Tidak hanya pihak mereka sendiri, bahkan orang-orang di Desa Serigala mengubah suasana hati mereka. Roh Penjaga mereka sangat menakutkan. Bahkan mereka akan menderita karena penyerbuan yang mengerikan. Tidak semua orang menaiki punggung serigala; setengah dari mereka berdiri di tanah.
“Cepat, naik ke punggung serigala,” perintah Bei Liqing.
Namun, tidak ada cukup waktu tersisa. Suara gemuruh tiba di depan mereka. Bahkan serigala besar ini tidak aman dan mereka melarikan diri dengan cepat untuk bersembunyi.
Awoooo…
Sebuah lolongan bergema seperti teriakan hantu gunung, sangat menakutkan. Di atas banjir binatang buas, ada makhluk aneh yang mengepakkan kedua sayapnya saat menuju ke arah mereka.

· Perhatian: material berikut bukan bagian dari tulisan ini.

use crate::error::{Result, StatsError};
use serde::{Deserialize, Serialize};
use std::fmt;
use std::str::FromStr;
use std::sync::Arc;

/// A genomic region as supplied by the caller.
///
/// A missing start means the beginning of the contig, a missing end means
/// its length. Whether the coordinates are one-based is decided by the
/// options the region is walked with.
#[derive(Debug, Clone, PartialEq, Eq, Serialize, Deserialize)]
pub struct Region {
    pub chrom: String,
    pub start: Option<i64>,
    pub end: Option<i64>,
}

impl Region {
    pub fn new(chrom: impl Into<String>, start: Option<i64>, end: Option<i64>) -> Self {
        Self {
            chrom: chrom.into(),
            start,
            end,
        }
    }

    pub fn whole(chrom: impl Into<String>) -> Self {
        Self::new(chrom, None, None)
    }

    /// Translate to zero-based half-open bounds on a contig of `contig_len`.
    /// With `one_based` the start is shifted down by one; the end is
    /// inclusive in that case and needs no shift.
    ///
    /// Bounds past the end of the contig are clamped to it.
    pub fn resolve(&self, tid: u32, contig_len: u64, one_based: bool) -> Result<Interval> {
        let start = match self.start {
            Some(s) if one_based => s - 1,
            Some(s) => s,
            None => 0,
        };
        let end = self.end.unwrap_or(contig_len as i64);

        if start < 0 || end < 0 {
            return Err(StatsError::InvalidRegion(format!(
                "{}: negative coordinates ({}..{})",
                self, start, end
            )));
        }
        if start > end {
            return Err(StatsError::InvalidRegion(format!(
                "{}: start {} is after end {}",
                self, start, end
            )));
        }

        let end = (end as u64).min(contig_len);
        let start = (start as u64).min(end);
        Ok(Interval {
            tid,
            chrom: Arc::from(self.chrom.as_str()),
            start,
            end,
        })
    }
}

impl fmt::Display for Region {
    fn fmt(&self, f: &mut fmt::Formatter<'_>) -> fmt::Result {
        write!(f, "{}", self.chrom)?;
        match (self.start, self.end) {
            (Some(s), Some(e)) => write!(f, ":{}-{}", s, e),
            (Some(s), None) => write!(f, ":{}-", s),
            (None, Some(e)) => write!(f, ":-{}", e),
            (None, None) => Ok(()),
        }
    }
}

/// Parses `chrom`, `chrom:start`, `chrom:start-end` and `chrom:-end`.
/// Thousands separators (`,`) are accepted in coordinates.
impl FromStr for Region {
    type Err = StatsError;

    fn from_str(s: &str) -> Result<Self> {
        let invalid = || StatsError::InvalidRegion(format!("cannot parse {:?}", s));
        let (chrom, range) = match s.rsplit_once(':') {
            Some((chrom, range)) => (chrom, Some(range)),
            None => (s, None),
        };
        if chrom.is_empty() {
            return Err(invalid());
        }

        let coord = |c: &str| -> Result<Option<i64>> {
            let c = c.replace(',', "");
            if c.is_empty() {
                Ok(None)
            } else {
                c.parse::<i64>().map(Some).map_err(|_| invalid())
            }
        };

        let (start, end) = match range {
            None => (None, None),
            Some(range) => match range.split_once('-') {
                Some((s, e)) => (coord(s)?, coord(e)?),
                None => (coord(range)?, None),
            },
        };
        Ok(Region::new(chrom, start, end))
    }
}

/// Zero-based half-open interval on a single contig.
#[derive(Debug, Clone, PartialEq, Eq)]
pub struct Interval {
    pub tid: u32,
    pub chrom: Arc<str>,
    pub start: u64,
    pub end: u64,
}

impl Interval {
    pub fn len(&self) -> u64 {
        self.end - self.start
    }

    pub fn is_empty(&self) -> bool {
        self.start == self.end
    }

    pub fn contains(&self, pos: u64) -> bool {
        pos >= self.start && pos < self.end
    }
}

Panjangnya hanya dua meter. Kulitnya yang kecokelatan mengilap di sekujur tubuhnya. Namun, itu terlihat sangat tua, dan wajah serigala muncul dengan beberapa kerutan. Ini adalah serigala legendaris yang jarang terlihat; bahkan dalam kelompok serigala yang tak terhitung jumlahnya, sulit bagi seseorang untuk dilahirkan.
__ADS_1
Kaki depannya pendek, sepertinya mustahil untuk berjalan sendiri. Biasanya dia harus berbaring di punggung serigala besar. Beruntung darahnya sendiri sangat kuat sehingga memungkinkannya menumbuhkan sepasang sayap, memungkinkannya terbang.
Jelas, serigala tua ini sangat menakutkan. Ada jejak samar simbol kuno yang berkedip di tubuhnya; itu adalah binatang buas yang sangat kejam!